2.次にResoucesを選択した状態でメニューのファイルから新規ファイルを選び、iPhone OSのUser InterfaceからView XIBを選んでください。ファイル名はAnotherViewとします。作られたxibファイルをダブルクリックしてInterface Builderを起動します。
3.Interface Builderが起動したら、Viewを選んでDeleteキーを押し、Viewを削除します。LibraryのCocoa Touchの下の階層のData ViewsにあるTable ViewをさきほどViewがあった位置にドラッグします。追加されたTable Viewの上にマウスカーソルを置き、Ctrlキーを押しながらマウスボタンを押します(Windows用の2ボタンマウスなら何もボタンを押さずに右クリックでも同じ動作をします)。dataSourceとdelegateをFile's Ownerへ紐付けします。
4.File's Ownerを選び、メニューのToolsからIdentity Inspectorを選びます。表示されたAnother View Controller Identityの中央付近にClass Outletsという項目があるので、下の+ボタンを押してOutletを追加します。OutletはtableView、TypeはUITableViewとします。
5.File's Ownerの上にマウスカーソルを置き、Ctrlキーを押しながらマウスボタンを押します。OutletのtableViewとviewを3.で追加したTable Viewと紐付けします。
6.変更を保存したらXcodeに戻り、RootViewController.mの冒頭に「#import "AnotherViewController.h"」と書いた行を足します。
7.didSelectRowAtIndexPathメソッドを以下のように書き換えます。2、4、5行目はテンプレートで作られたコメントの//を消してそのまま流用できます。
- (void)tableView:(UITableView *)tableView didSelectRowAtIndexPath:(NSIndexPath *)indexPath {
[tableView deselectRowAtIndexPath:indexPath animated:YES]; // 選択状態の解除をします。
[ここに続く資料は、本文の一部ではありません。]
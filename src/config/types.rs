use serde::{Deserialize, Serialize};
use std::path::PathBuf;

use m3u8dl_common::paths::DEFAULT_OUTPUT_EXTENSION;

#[derive(Debug, Clone, Deserialize, Serialize)]
pub struct Config {
    /// Proxy as `host:port` for ffmpeg's HTTP(S) requests. An empty string
    /// disables the proxy.
    #[serde(default = "default_proxy")]
    pub proxy: Option<String>,

    /// Output file extension (default: ts)
    #[serde(default = "default_extension")]
    pub extension: String,

    /// Explicit ffmpeg binary; searched in PATH when unset
    #[serde(default)]
    pub ffmpeg_path: Option<PathBuf>,

    /// Directory for output files (default: current directory)
    #[serde(default)]
    pub output_dir: Option<PathBuf>,

    #[serde(default)]
    pub progress: ProgressConfig,
}

impl Default for Config {
    fn default() -> Self {
        Self {
            proxy: default_proxy(),
            extension: default_extension(),
            ffmpeg_path: None,
            output_dir: None,
            progress: ProgressConfig::default(),
        }
    }
}

impl Config {
    /// The proxy to inject, if any.
    pub fn effective_proxy(&self) -> Option<&str> {
        self.proxy
            .as_deref()
            .map(str::trim)
            .filter(|p| !p.is_empty())
    }
}

fn default_proxy() -> Option<String> {
    Some("localhost:1087".to_string())
}

fn default_extension() -> String {
    DEFAULT_OUTPUT_EXTENSION.to_string()
}

#[derive(Debug, Clone, Deserialize, Serialize)]
pub struct ProgressConfig {
    /// Minimum milliseconds between redraws (default: 200)
    #[serde(default = "default_throttle_ms")]
    pub throttle_ms: u64,

    /// Milliseconds between frames of the waiting animation (default: 100)
    #[serde(default = "default_spinner_ms")]
    pub spinner_ms: u64,

    /// Show estimated time remaining (default: true)
    #[serde(default = "default_true")]
    pub remain: bool,

    /// Fixed bar width; follows the terminal when unset
    #[serde(default)]
    pub length: Option<usize>,
}

impl Default for ProgressConfig {
    fn default() -> Self {
        Self {
            throttle_ms: default_throttle_ms(),
            spinner_ms: default_spinner_ms(),
            remain: true,
            length: None,
        }
    }
}

fn default_throttle_ms() -> u64 {
    200
}

fn default_spinner_ms() -> u64 {
    100
}

fn default_true() -> bool {
    true
}
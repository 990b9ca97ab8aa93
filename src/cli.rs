use clap::Parser;
use std::path::PathBuf;

use m3u8dl::config::Config;

#[derive(Parser)]
#[command(name = "m3u8dl")]
#[command(author, version, about = "Download a m3u8 url, or all urls in a list file")]
pub struct Cli {
    /// Playlist URL, or a file with one URL per line
    #[arg(value_name = "URL|LIST_FILE")]
    pub target: String,

    /// Disable the http proxy
    #[arg(short = 'P', long)]
    pub no_proxy: bool,

    /// Proxy to use as host:port
    #[arg(long, value_name = "HOST:PORT", conflicts_with = "no_proxy")]
    pub proxy: Option<String>,

    /// Output file type, default is "ts"
    #[arg(short = 't', long = "type", value_name = "EXT")]
    pub extension: Option<String>,

    /// Directory to write output files to
    #[arg(short, long)]
    pub output_dir: Option<PathBuf>,

    /// Path to the ffmpeg binary
    #[arg(long)]
    pub ffmpeg: Option<PathBuf>,

    /// Path to config file
    #[arg(short, long)]
    pub config: Option<PathBuf>,

    /// Enable verbose logging
    #[arg(short, long)]
    pub verbose: bool,
}

impl Cli {
    /// Apply command-line overrides on top of the loaded configuration.
    pub fn apply(&self, config: &mut Config) {
        if self.no_proxy {
            config.proxy = None;
        } else if let Some(proxy) = &self.proxy {
            config.proxy = Some(proxy.clone());
        }
        if let Some(ext) = &self.extension {
            config.extension = ext.clone();
        }
        if let Some(dir) = &self.output_dir {
            config.output_dir = Some(dir.clone());
        }
        if let Some(path) = &self.ffmpeg {
            config.ffmpeg_path = Some(path.clone());
        }
    }
}
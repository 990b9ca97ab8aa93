//! m3u8dl - Download m3u8 playlists through ffmpeg, one at a time
//!
//! This library crate exposes the core functionality for integration testing.

pub mod config;
pub mod progress;
pub mod queue;
pub mod transcode;
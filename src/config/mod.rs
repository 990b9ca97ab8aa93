mod types;

pub use types::*;

use anyhow::{Context, Result};
use std::path::Path;
use std::time::Duration;

use crate::progress::MAX_LENGTH;
use crate::transcode::{resolve_ffmpeg, ProgressSettings, TranscodeOptions};

/// Load configuration from a TOML file
pub fn load_config(path: &Path) -> Result<Config> {
    let content = std::fs::read_to_string(path)
        .with_context(|| format!("Failed to read config file: {:?}", path))?;

    let config: Config = toml::from_str(&content)
        .with_context(|| format!("Failed to parse config file: {:?}", path))?;

    validate_config(&config)?;

    Ok(config)
}

/// Load config from default locations or return default config
pub fn load_config_or_default(custom_path: Option<&Path>) -> Result<Config> {
    if let Some(path) = custom_path {
        return load_config(path);
    }

    // Try default locations
    let default_paths = ["./m3u8dl.toml", "~/.config/m3u8dl/config.toml"];

    for path_str in default_paths {
        let path = shellexpand::tilde(path_str);
        let path = Path::new(path.as_ref());
        if path.exists() {
            tracing::debug!("Using config file {:?}", path);
            return load_config(path);
        }
    }

    Ok(Config::default())
}

/// Validate configuration
pub fn validate_config(config: &Config) -> Result<()> {
    if config.extension.trim_start_matches('.').is_empty() {
        anyhow::bail!("Output extension cannot be empty");
    }

    if config.progress.throttle_ms == 0 {
        anyhow::bail!("Progress throttle cannot be 0");
    }

    if config.progress.spinner_ms == 0 {
        anyhow::bail!("Spinner interval cannot be 0");
    }

    if let Some(length) = config.progress.length {
        if length > MAX_LENGTH {
            anyhow::bail!("Progress length cannot exceed {} columns", MAX_LENGTH);
        }
    }

    if let Some(dir) = &config.output_dir {
        if !dir.is_dir() {
            tracing::warn!("Output directory does not exist: {:?}", dir);
        }
    }

    Ok(())
}

impl Config {
    /// Supervisor options derived from this configuration.
    pub fn transcode_options(&self) -> TranscodeOptions {
        TranscodeOptions {
            ffmpeg: resolve_ffmpeg(self.ffmpeg_path.as_deref()),
            proxy: self.effective_proxy().map(str::to_string),
            extension: self.extension.clone(),
            output_dir: self.output_dir.clone(),
            progress: ProgressSettings {
                length: self.progress.length,
                throttle: Duration::from_millis(self.progress.throttle_ms),
                spinner_interval: Duration::from_millis(self.progress.spinner_ms),
                remain: self.progress.remain,
                headless: false,
            },
        }
    }
}

#[cfg(test)]
mod tests {
    use super::*;
    use std::path::PathBuf;

    fn write_config(content: &str) -> (tempfile::TempDir, PathBuf) {
        let dir = tempfile::tempdir().unwrap();
        let path = dir.path().join("m3u8dl.toml");
        std::fs::write(&path, content).unwrap();
        (dir, path)
    }

    #[test]
    fn test_default_config() {
        let config = Config::default();
        assert_eq!(config.effective_proxy(), Some("localhost:1087"));
        assert_eq!(config.extension, "ts");
        assert_eq!(config.progress.throttle_ms, 200);
        assert_eq!(config.progress.spinner_ms, 100);
        assert!(config.progress.remain);
    }

    #[test]
    fn test_empty_file_uses_defaults() {
        let (_dir, path) = write_config("");
        let config = load_config(&path).unwrap();
        assert_eq!(config.effective_proxy(), Some("localhost:1087"));
        assert_eq!(config.extension, "ts");
    }

    #[test]
    fn test_full_config() {
        let (_dir, path) = write_config(
            r#"
proxy = "127.0.0.1:8118"
extension = "mp4"
ffmpeg_path = "/opt/ffmpeg/bin/ffmpeg"

[progress]
throttle_ms = 50
remain = false
length = 100
"#,
        );
        let config = load_config(&path).unwrap();
        assert_eq!(config.effective_proxy(), Some("127.0.0.1:8118"));
        assert_eq!(config.progress.length, Some(100));

        let options = config.transcode_options();
        assert_eq!(options.ffmpeg, PathBuf::from("/opt/ffmpeg/bin/ffmpeg"));
        assert_eq!(options.extension, "mp4");
        assert_eq!(options.progress.throttle, Duration::from_millis(50));
        assert!(!options.progress.remain);
    }

    #[test]
    fn test_empty_proxy_disables() {
        let (_dir, path) = write_config("proxy = \"\"");
        let config = load_config(&path).unwrap();
        assert_eq!(config.effective_proxy(), None);
        assert_eq!(config.transcode_options().proxy, None);
    }

    #[test]
    fn test_rejects_empty_extension() {
        let (_dir, path) = write_config("extension = \".\"");
        assert!(load_config(&path).is_err());
    }

    #[test]
    fn test_rejects_zero_throttle() {
        let (_dir, path) = write_config("[progress]\nthrottle_ms = 0");
        assert!(load_config(&path).is_err());
    }

    #[test]
    fn test_rejects_oversized_length() {
        let (_dir, path) = write_config("[progress]\nlength = 100000");
        let err = load_config(&path).unwrap_err();
        assert!(err.to_string().contains("cannot exceed 4096"));

        let (_dir, path) = write_config("[progress]\nlength = 4096");
        assert!(load_config(&path).is_ok());
    }

    #[test]
    fn test_malformed_file() {
        let (_dir, path) = write_config("proxy = [");
        let err = load_config(&path).unwrap_err();
        assert!(format!("{err:#}").contains("Failed to parse config file"));
    }

    #[test]
    fn test_missing_explicit_file() {
        let dir = tempfile::tempdir().unwrap();
        let result = load_config_or_default(Some(&dir.path().join("nope.toml")));
        assert!(result.is_err());
    }
}
//! Shared helpers for integration tests.
//!
//! [`FakeFfmpeg`] writes a shell script that stands in for ffmpeg. It takes
//! the input URL and output path from its arguments, emits a canned
//! diagnostic stream on stderr and exits with a status chosen by the URL.

#![allow(dead_code)]

use std::path::{Path, PathBuf};

use tempfile::TempDir;

/// A scratch directory holding a fake ffmpeg and an output directory.
pub struct FakeFfmpeg {
    pub dir: TempDir,
    pub script: PathBuf,
    pub output_dir: PathBuf,
}

impl FakeFfmpeg {
    /// Install the script.
    ///
    /// - URLs containing `fail` print `Error: x` and exit 137.
    /// - URLs containing `proxy` print the proxy they saw and exit 1.
    /// - URLs containing `slow` stall for ten seconds before finishing.
    /// - URLs containing `paced` stall before the duration and between
    ///   positions.
    /// - Everything else reports a duration and three positions, then
    ///   writes its output file.
    pub fn install() -> Self {
        let dir = tempfile::tempdir().unwrap();
        let script = dir.path().join("ffmpeg");
        let output_dir = dir.path().join("out");
        std::fs::create_dir(&output_dir).unwrap();

        std::fs::write(&script, SCRIPT).unwrap();
        make_executable(&script);

        Self {
            dir,
            script,
            output_dir,
        }
    }

    /// Write a queue file with the given lines.
    pub fn queue(&self, lines: &[&str]) -> PathBuf {
        let path = self.dir.path().join("list.txt");
        std::fs::write(&path, lines.join("\n")).unwrap();
        path
    }

    pub fn output(&self, name: &str) -> PathBuf {
        self.output_dir.join(name)
    }
}

// Arguments arrive as `-y -i URL -c copy OUTPUT`.
const SCRIPT: &str = r#"#!/bin/sh
url="$3"
out="$6"
echo "ffmpeg version n-fake Copyright (c) the FFmpeg developers" >&2
echo "  built with fake" >&2
echo "  configuration: --fake" >&2
case "$url" in
  *fail*)
    echo "Error: x" >&2
    exit 137
    ;;
  *proxy*)
    echo "Error: proxy=$http_proxy" >&2
    exit 1
    ;;
  *slow*)
    sleep 10
    ;;
esac
pause() {
  case "$url" in
    *paced*) sleep 0.3 ;;
  esac
}
pause
echo "Input #0, hls, from '$url':" >&2
echo "  Duration: 00:00:02.00, start: 0.000000, bitrate: 0 kb/s" >&2
pause
printf 'frame=1 time=00:00:00.50 bitrate=1.0kbits/s\r' >&2
pause
printf 'frame=2 time=00:00:01.00 bitrate=1.0kbits/s\r' >&2
pause
printf 'payload' > "$out"
printf 'frame=3 time=00:00:02.00 bitrate=1.0kbits/s\n' >&2
exit 0
"#;

#[cfg(unix)]
fn make_executable(path: &Path) {
    use std::os::unix::fs::PermissionsExt;
    std::fs::set_permissions(path, std::fs::Permissions::from_mode(0o755)).unwrap();
}

#[cfg(not(unix))]
fn make_executable(_path: &Path) {}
AnotherViewController *anotherViewController =
[[AnotherViewController alloc] initWithNibName:@"AnotherView" bundle:nil];
anotherViewController.title = @"下の階層です";
[self.navigationController pushViewController:anotherViewController animated:YES];
[anotherViewController release];
}
実行してセルをタップした状態が下のスクリーンショットです。左がPlainスタイル、右がGroupedスタイルです。 ナビゲーションバーの左側のボタンを押せば、上の階層に戻ります。 Groupedスタイルの場合には、1個もセルが無いと背景しか表示されないことがわかります。 AnotherViewControllerにも上で行ったようなセルの設定を行えば、セルに文字を表示させることができます。